Sean started making mods for his favorite games when he was fourteen. After hearing a motivational speech in his senior year of high school about turning passions into new lines of work, he began seriously considering game design as a career. He studied at DigiPen Institute of Technology, and in his senior year became an intern at ArenaNet. His first responsibility was to help iron out bugs on the Skills team. Sean also worked on the mesmer’s elite specialization, the chronomancer.

Sean was offered a full-time position at ArenaNet following his internship, and he moved to working on maps for Guild Wars 2: Heart of Thorns. While creating content for the game was much different than his previous work on skills, the skills and combat systems of Guild Wars 2 are so pervasive throughout the game that his experience proved useful. Players have skills, creatures have skills, and even bundles and objects can have skills; knowing how they work helps him make the best use of them.

Event creation is Sean’s primary responsibility. He described the process of creating an event in one of the Maguuma Jungle maps, which came to him after he saw the Nuhoch hylek using their massive tongues to grab and toss insects. Sean thought it would be fun if players could do the same thing, and so he came up with an event that would make use of the ability to toss bugs around with wild abandon.

The premise of the event is that the players’ allies want to raise beetles to serve them, but they lack the necessary bugs to fuel the process. It’s the players’ responsibility to collect creepy-crawlies, but it’s not as simple as picking them up or escorting them to their new homes. Instead, the event requires players to use control abilities to push and throw beetles onto capture points.

Events are built around one concept that makes them stand out, and in this case, Sean wanted to have players use control abilities to accomplish objectives. The first step was to build a prototype of the event from start to finish and determine whether the concept worked in action; concepts that initially sound good can end up being either too complicated, a poor fit for the game, or simply not fun. If the prototype seems promising, the next step is to invite fellow developers to playtest the event.
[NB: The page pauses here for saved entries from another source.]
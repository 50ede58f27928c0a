use actix_web::{http::StatusCode, web, web::ServiceConfig};
use jobseva_payment_engine::{
    db_types::{OrderId, PaymentId},
    helpers::sign_payment,
    traits::LedgerError,
    FulfillmentApi,
};
use jsp_common::Secret;
use serde_json::{json, Value};

use super::{
    helpers::post_request,
    mocks::{stored_payment, stored_request, MockLedgerDb},
};
use crate::routes::VerifyPaymentRoute;

fn gateway_secret() -> Secret<String> {
    Secret::new("endpoint-test-secret".to_string())
}

fn valid_signature() -> String {
    let order_id = OrderId::from("order_abc".to_string());
    let payment_id = PaymentId::from("pay_123".to_string());
    sign_payment(&gateway_secret(), &order_id, &payment_id)
}

fn callback_body(signature: &str) -> Value {
    json!({
        "razorpay_order_id": "order_abc",
        "razorpay_payment_id": "pay_123",
        "razorpay_signature": signature,
        "jobId": "UPSC-2025-071",
        "jobTitle": "Assistant Section Officer",
        "userEmail": "asha@example.com",
        "userName": "Asha Kumari",
        "amount": 750
    })
}

#[actix_web::test]
async fn valid_callback_returns_payment_id() {
    let _ = env_logger::try_init().ok();
    let (status, body) = post_request(&callback_body(&valid_signature()), "/verify", configure_first_callback).await;
    assert_eq!(status, StatusCode::OK);
    assert_eq!(body, r#"{"success":true,"paymentId":"pay_123"}"#);
}

#[actix_web::test]
async fn replayed_callback_returns_the_existing_request() {
    let _ = env_logger::try_init().ok();
    let (status, body) = post_request(&callback_body(&valid_signature()), "/verify", configure_replay).await;
    assert_eq!(status, StatusCode::OK);
    assert_eq!(body, r#"{"success":true,"paymentId":"pay_123"}"#);
}

#[actix_web::test]
async fn tampered_signature_is_rejected_without_writes() {
    let _ = env_logger::try_init().ok();
    // Valid hex, wrong digest. The backing mock has no expectations, so any write attempt panics.
    let forged = "ad4bf3a342f0df1597d70f014028946c8415ebd222e631696cac627a3fe88bab";
    let (status, body) = post_request(&callback_body(forged), "/verify", configure_untouched).await;
    assert_eq!(status, StatusCode::BAD_REQUEST);
    assert_eq!(body, r#"{"error":"Payment signature verification failed","success":false}"#);
}

#[actix_web::test]
async fn storage_failure_is_a_server_error() {
    let _ = env_logger::try_init().ok();
    let (status, body) = post_request(&callback_body(&valid_signature()), "/verify", configure_db_down).await;
    assert_eq!(status, StatusCode::INTERNAL_SERVER_ERROR);
    assert!(body.contains("backend"), "unexpected body: {body}");
}

#[actix_web::test]
async fn missing_fields_are_a_bad_request() {
    let _ = env_logger::try_init().ok();
    let body = json!({ "razorpay_order_id": "order_abc", "razorpay_payment_id": "pay_123" });
    let (status, _) = post_request(&body, "/verify", configure_untouched).await;
    assert_eq!(status, StatusCode::BAD_REQUEST);
}

fn configure_first_callback(cfg: &mut ServiceConfig) {
    let mut db = MockLedgerDb::new();
    db.expect_insert_payment_record().returning(|_| Ok((stored_payment("order_abc", "pay_123"), true)));
    db.expect_create_request_if_absent().returning(|_| Ok((stored_request("order_abc", "pay_123"), true)));
    register(cfg, db);
}

fn configure_replay(cfg: &mut ServiceConfig) {
    let mut db = MockLedgerDb::new();
    db.expect_insert_payment_record().returning(|_| Ok((stored_payment("order_abc", "pay_123"), false)));
    db.expect_create_request_if_absent().returning(|_| Ok((stored_request("order_abc", "pay_123"), false)));
    register(cfg, db);
}

fn configure_untouched(cfg: &mut ServiceConfig) {
    register(cfg, MockLedgerDb::new());
}

fn configure_db_down(cfg: &mut ServiceConfig) {
    let mut db = MockLedgerDb::new();
    db.expect_insert_payment_record()
        .returning(|_| Err(LedgerError::DatabaseError("connection refused".to_string())));
    register(cfg, db);
}

fn register(cfg: &mut ServiceConfig, db: MockLedgerDb) {
    let api = FulfillmentApi::new(db, gateway_secret());
    cfg.service(VerifyPaymentRoute::<MockLedgerDb>::new()).app_data(web::Data::new(api));
}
Feedback was mixed: throwing beetles back and forth was fun, but the event was too easy and lacked tension, so Sean raised the stakes by adding enemies to harass the beetles and their would-be herders.

Feedback is an important part of content development, but it can be challenging to use effectively. Sean said that feedback sometimes correctly identifies an issue, but not the right solution. An event may also be working as intended, but the goals and objectives may not be communicated correctly to the player. Interpreting the meaning of feedback is just as important as gathering it.

Sean said that his love of video games derives from the endless possibilities they provide for doing the impossible. As a gamer himself, he wants players who choose to spend their free time in Guild Wars 2—and the events he’s designed—to have the best experiences he can create.